Shingwauk Residential is one of three new inscriptions, which include Shingwauk Residential Schools Centre’s Children of Shingwauk Alumni Association and Shingwauk Reunion fonds, Les archives des Augustines du Canada and Selections from the Gospels in the dialect of the Inuit of Little Whale River. 

These historical works highlight the importance of Indigenous culture and continuing work in truth and reconciliation.  

The following is a media release from Algoma University: 

Algoma University’s Shingwauk Residential Schools Centre (SRSC) is one of three new inscriptions that have been added to the Canada Memory of the World Register. The announcement was made today by the Canadian Commission for UNESCO, which oversees the inscriptions to the Register, following a thorough assessment and recommendation by the Canadian Advisory Committee for Memory of the World. 

Created in 2017, the Canada Memory of the World Register promotes and provides access to an immense diversity of documentary heritage significant to Canada. In recognition of the International Year of Indigenous Languages, the Call for Nominations emphasized Indigenous languages and cultures.

The three new inscriptions include the Shingwauk Residential Schools Centre’s Children of Shingwauk Alumni Association and Shingwauk Reunion fonds, Les archives des Augustines du Canada and Selections from the Gospels in the dialect of the Inuit of Little Whale River. Each of these meaningful pieces of historical work highlight the importance of Indigenous culture, and continuing critical work in truth and reconciliation efforts across Canada and the world. 
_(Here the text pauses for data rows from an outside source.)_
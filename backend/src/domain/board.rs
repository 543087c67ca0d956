//! Board aggregate.
//!
//! A board is a sub-group inside one organization that owns polls. A board
//! flagged "general" is the implicit all-member board. Archival is terminal.

use std::fmt;

use chrono::{DateTime, Utc};
use serde::{Deserialize, Serialize};

use super::ids::{BoardId, OrganizationId, UserId};

/// Validation errors returned by [`Board::create`].
#[derive(Debug, Clone, PartialEq, Eq)]
pub enum BoardValidationError {
    EmptyName,
    NameTooLong { max: usize },
}

impl fmt::Display for BoardValidationError {
    fn fmt(&self, f: &mut fmt::Formatter<'_>) -> fmt::Result {
        match self {
            Self::EmptyName => write!(f, "board name must not be empty"),
            Self::NameTooLong { max } => write!(f, "board name must be at most {max} characters"),
        }
    }
}

impl std::error::Error for BoardValidationError {}

/// Maximum allowed length for a board name.
pub const BOARD_NAME_MAX: usize = 120;

/// Errors raised by board state transitions.
#[derive(Debug, Clone, PartialEq, Eq, thiserror::Error)]
pub enum BoardStateError {
    /// Archival is terminal and cannot be repeated.
    #[error("board is already archived")]
    AlreadyArchived,
}

/// Poll-owning sub-group of an organization.
#[derive(Debug, Clone, PartialEq, Serialize, Deserialize)]
pub struct Board {
    id: BoardId,
    organization_id: OrganizationId,
    name: String,
    general: bool,
    created_by: UserId,
    created_at: DateTime<Utc>,
    archived_at: Option<DateTime<Utc>>,
}

impl Board {
    /// Create a new board inside `organization_id`.
    pub fn create(
        id: BoardId,
        organization_id: OrganizationId,
        name: impl Into<String>,
        general: bool,
        created_by: UserId,
        created_at: DateTime<Utc>,
    ) -> Result<Self, BoardValidationError> {
        let name = name.into().trim().to_owned();
        if name.is_empty() {
            return Err(BoardValidationError::EmptyName);
        }
        if name.chars().count() > BOARD_NAME_MAX {
            return Err(BoardValidationError::NameTooLong { max: BOARD_NAME_MAX });
        }
        Ok(Self {
            id,
            organization_id,
            name,
            general,
            created_by,
            created_at,
            archived_at: None,
        })
    }

    /// Rehydrate from storage.
    #[must_use]
    pub fn from_parts(
        id: BoardId,
        organization_id: OrganizationId,
        name: String,
        general: bool,
        created_by: UserId,
        created_at: DateTime<Utc>,
        archived_at: Option<DateTime<Utc>>,
    ) -> Self {
        Self {
            id,
            organization_id,
            name,
            general,
            created_by,
            created_at,
            archived_at,
        }
    }

    /// Board identifier.
    #[must_use]
    pub fn id(&self) -> &BoardId {
        &self.id
    }

    /// Owning organization.
    #[must_use]
    pub fn organization_id(&self) -> &OrganizationId {
        &self.organization_id
    }

    /// Display name.
    #[must_use]
    pub fn name(&self) -> &str {
        &self.name
    }

    /// Whether this is the implicit all-member board.
    #[must_use]
    pub fn is_general(&self) -> bool {
        self.general
    }

    /// Admin who created the board.
    #[must_use]
    pub fn created_by(&self) -> &UserId {
        &self.created_by
    }

    /// Creation timestamp.
    #[must_use]
    pub fn created_at(&self) -> DateTime<Utc> {
        self.created_at
    }

    /// Soft-delete marker.
    #[must_use]
    pub fn archived_at(&self) -> Option<DateTime<Utc>> {
        self.archived_at
    }

    /// Whether the board has been archived.
    #[must_use]
    pub fn is_archived(&self) -> bool {
        self.archived_at.is_some()
    }

    /// Archive the board (terminal).
    pub fn archive(&mut self, at: DateTime<Utc>) -> Result<(), BoardStateError> {
        if self.archived_at.is_some() {
            return Err(BoardStateError::AlreadyArchived);
        }
        self.archived_at = Some(at);
        Ok(())
    }
}
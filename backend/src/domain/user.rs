//! User aggregate.
//!
//! Identity (id, phone number, name parts) is fixed at registration; only the
//! preferred language may change afterwards. The password is stored as an
//! opaque hash produced by the injected hasher — the domain never sees or
//! logs plaintext.

use std::fmt;

use chrono::{DateTime, Utc};
use serde::{Deserialize, Serialize};

use super::ids::UserId;
use super::language::Language;
use super::phone::PhoneNumber;

/// Validation errors returned by [`User::register`].
#[derive(Debug, Clone, PartialEq, Eq)]
pub enum UserValidationError {
    EmptyFirstName,
    FirstNameTooLong { max: usize },
    LastNameTooLong { max: usize },
}

impl fmt::Display for UserValidationError {
    fn fmt(&self, f: &mut fmt::Formatter<'_>) -> fmt::Result {
        match self {
            Self::EmptyFirstName => write!(f, "first name must not be empty"),
            Self::FirstNameTooLong { max } => {
                write!(f, "first name must be at most {max} characters")
            }
            Self::LastNameTooLong { max } => {
                write!(f, "last name must be at most {max} characters")
            }
        }
    }
}

impl std::error::Error for UserValidationError {}

/// Maximum allowed length for either name part.
pub const NAME_PART_MAX: usize = 64;

/// Opaque password hash.
///
/// Wraps whatever string the configured [`PasswordHasher`] produced. `Debug`
/// is redacted so an accidentally logged user never reveals the hash.
///
/// [`PasswordHasher`]: crate::domain::ports::PasswordHasher
#[derive(Clone, PartialEq, Eq, Serialize, Deserialize)]
#[serde(transparent)]
pub struct PasswordHash(String);

impl PasswordHash {
    /// Wrap an already-computed hash string.
    #[must_use]
    pub fn new(hash: impl Into<String>) -> Self {
        Self(hash.into())
    }

    /// The stored hash string, for verification and persistence only.
    #[must_use]
    pub fn as_str(&self) -> &str {
        self.0.as_str()
    }
}

impl fmt::Debug for PasswordHash {
    fn fmt(&self, f: &mut fmt::Formatter<'_>) -> fmt::Result {
        f.write_str("PasswordHash(***)")
    }
}

/// Registered user.
///
/// ## Invariants
/// - `first_name` is trimmed, non-empty, and at most [`NAME_PART_MAX`] chars.
/// - `last_name`, when present, is trimmed and at most [`NAME_PART_MAX`] chars.
#[derive(Debug, Clone, PartialEq, Serialize, Deserialize)]
pub struct User {
    id: UserId,
    first_name: String,
    last_name: Option<String>,
    phone: PhoneNumber,
    password_hash: PasswordHash,
    language: Language,
    superadmin: bool,
    created_at: DateTime<Utc>,
}

impl User {
    /// Build a new user at registration time.
    ///
    /// The phone number is already validated by construction; name parts are
    /// trimmed and validated here.
    pub fn register(
        id: UserId,
        first_name: impl Into<String>,
        last_name: Option<String>,
        phone: PhoneNumber,
        password_hash: PasswordHash,
        language: Language,
        created_at: DateTime<Utc>,
    ) -> Result<Self, UserValidationError> {
        let first_name = first_name.into().trim().to_owned();
        if first_name.is_empty() {
            return Err(UserValidationError::EmptyFirstName);
        }
        if first_name.chars().count() > NAME_PART_MAX {
            return Err(UserValidationError::FirstNameTooLong { max: NAME_PART_MAX });
        }

        let last_name = match last_name {
            Some(raw) => {
                let trimmed = raw.trim();
                if trimmed.chars().count() > NAME_PART_MAX {
                    return Err(UserValidationError::LastNameTooLong { max: NAME_PART_MAX });
                }
                if trimmed.is_empty() {
                    None
                } else {
                    Some(trimmed.to_owned())
                }
            }
            None => None,
        };

        Ok(Self {
            id,
            first_name,
            last_name,
            phone,
            password_hash,
            language,
            superadmin: false,
            created_at,
        })
    }

    /// Rehydrate a user from storage without re-running registration checks.
    #[must_use]
    #[expect(clippy::too_many_arguments, reason = "row mapping constructor")]
    pub fn from_parts(
        id: UserId,
        first_name: String,
        last_name: Option<String>,
        phone: PhoneNumber,
        password_hash: PasswordHash,
        language: Language,
        superadmin: bool,
        created_at: DateTime<Utc>,
    ) -> Self {
        Self {
            id,
            first_name,
            last_name,
            phone,
            password_hash,
            language,
            superadmin,
            created_at,
        }
    }

    /// Stable user identifier.
    #[must_use]
    pub fn id(&self) -> &UserId {
        &self.id
    }

    /// First name part.
    #[must_use]
    pub fn first_name(&self) -> &str {
        &self.first_name
    }

    /// Optional last name part.
    #[must_use]
    pub fn last_name(&self) -> Option<&str> {
        self.last_name.as_deref()
    }

    /// Normalized phone number the user registered with.
    #[must_use]
    pub fn phone(&self) -> &PhoneNumber {
        &self.phone
    }

    /// Stored password hash.
    #[must_use]
    pub fn password_hash(&self) -> &PasswordHash {
        &self.password_hash
    }

    /// Preferred interface language.
    #[must_use]
    pub fn language(&self) -> Language {
        self.language
    }

    /// Whether the user holds the global superadmin flag.
    #[must_use]
    pub fn is_superadmin(&self) -> bool {
        self.superadmin
    }

    /// Registration timestamp.
    #[must_use]
    pub fn created_at(&self) -> DateTime<Utc> {
        self.created_at
    }

    /// Change the preferred language; the only mutable identity field.
    pub fn set_language(&mut self, language: Language) {
        self.language = language;
    }
}

#[cfg(test)]
mod tests {
    //! Regression coverage for this module.
    use super::*;
    use rstest::rstest;

    fn phone() -> PhoneNumber {
        PhoneNumber::new("+14155550000").expect("valid phone")
    }

    fn register(first: &str, last: Option<&str>) -> Result<User, UserValidationError> {
        User::register(
            UserId::random(),
            first,
            last.map(str::to_owned),
            phone(),
            PasswordHash::new("hashed"),
            Language::En,
            Utc::now(),
        )
    }

    #[test]
    fn register_trims_name_parts() {
        let user = register("  Ada  ", Some("  Lovelace ")).expect("valid user");
        assert_eq!(user.first_name(), "Ada");
        assert_eq!(user.last_name(), Some("Lovelace"));
        assert!(!user.is_superadmin());
    }

    #[test]
    fn blank_last_name_collapses_to_none() {
        let user = register("Ada", Some("   ")).expect("valid user");
        assert_eq!(user.last_name(), None);
    }

    #[rstest]
    #[case("", UserValidationError::EmptyFirstName)]
    #[case("   ", UserValidationError::EmptyFirstName)]
    fn rejects_blank_first_name(#[case] first: &str, #[case] expected: UserValidationError) {
        let err = register(first, None).expect_err("blank first name must fail");
        assert_eq!(err, expected);
    }

    #[test]
    fn rejects_over_long_names() {
        let long = "x".repeat(NAME_PART_MAX + 1);
        let err = register(&long, None).expect_err("over-long first name");
        assert_eq!(err, UserValidationError::FirstNameTooLong { max: NAME_PART_MAX });
        let err = register("Ada", Some(&long)).expect_err("over-long last name");
        assert_eq!(err, UserValidationError::LastNameTooLong { max: NAME_PART_MAX });
    }

    #[test]
    fn debug_never_reveals_password_hash() {
        let user = register("Ada", None).expect("valid user");
        let rendered = format!("{user:?}");
        assert!(!rendered.contains("hashed"));
        assert!(rendered.contains("PasswordHash(***)"));
    }

    #[test]
    fn language_is_mutable() {
        let mut user = register("Ada", None).expect("valid user");
        user.set_language(Language::Ru);
        assert_eq!(user.language(), Language::Ru);
    }
}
Founded in 1981 in Sault Ste. Marie, Ontario, the Children of Shingwauk Alumni Association was the first community-based national Residential School Survivor organization and has membership spanning Canada and the United States. Over the past four decades, the alumni association has been gathering documentary heritage – including photographs, oral history transcripts, audio-visual footage, and documentation of their community reunions – that preserve evidence of Residential School experiences while drawing attention to the resilience of survivors. 

"The inscription of the Children of Shingwauk Alumni Association (CSAA) and Shingwauk Reunion fonds in the Canada Memory of the World Register is a recognition of the decades of Survivor work to preserve and share the history of Residential Schools,” shared SRSC and Arthur A. Wishart Library Researcher/Curator, Krista McCracken. “It honours the impact of the CSAA on the national Residential School Survivor movement and reconciliation in Canada. Given the work we are doing on the Shingwauk Site, it is fitting that the official announcement falls on Orange Shirt Day this year."

UNESCO's Memory of the World program showcases the most meaningful documents in humanity’s heritage and history. Being included in the Memory of the World Register underscores the importance of preserving documentary heritage while highlighting its ongoing relevance and promoting it to citizens, students, researchers, and the public.

“These collections all have a relationship with Indigenous languages and cultures; they are distinguished by their significance, uniqueness, and quality” explains Chantal Fortier, Chair of the Canadian Advisory Committee. “As members of the Advisory Committee, we appreciate the excellent work done by the organizations that presented proposals that highlight the importance of documentary heritage; in one case, this work started almost four centuries ago.”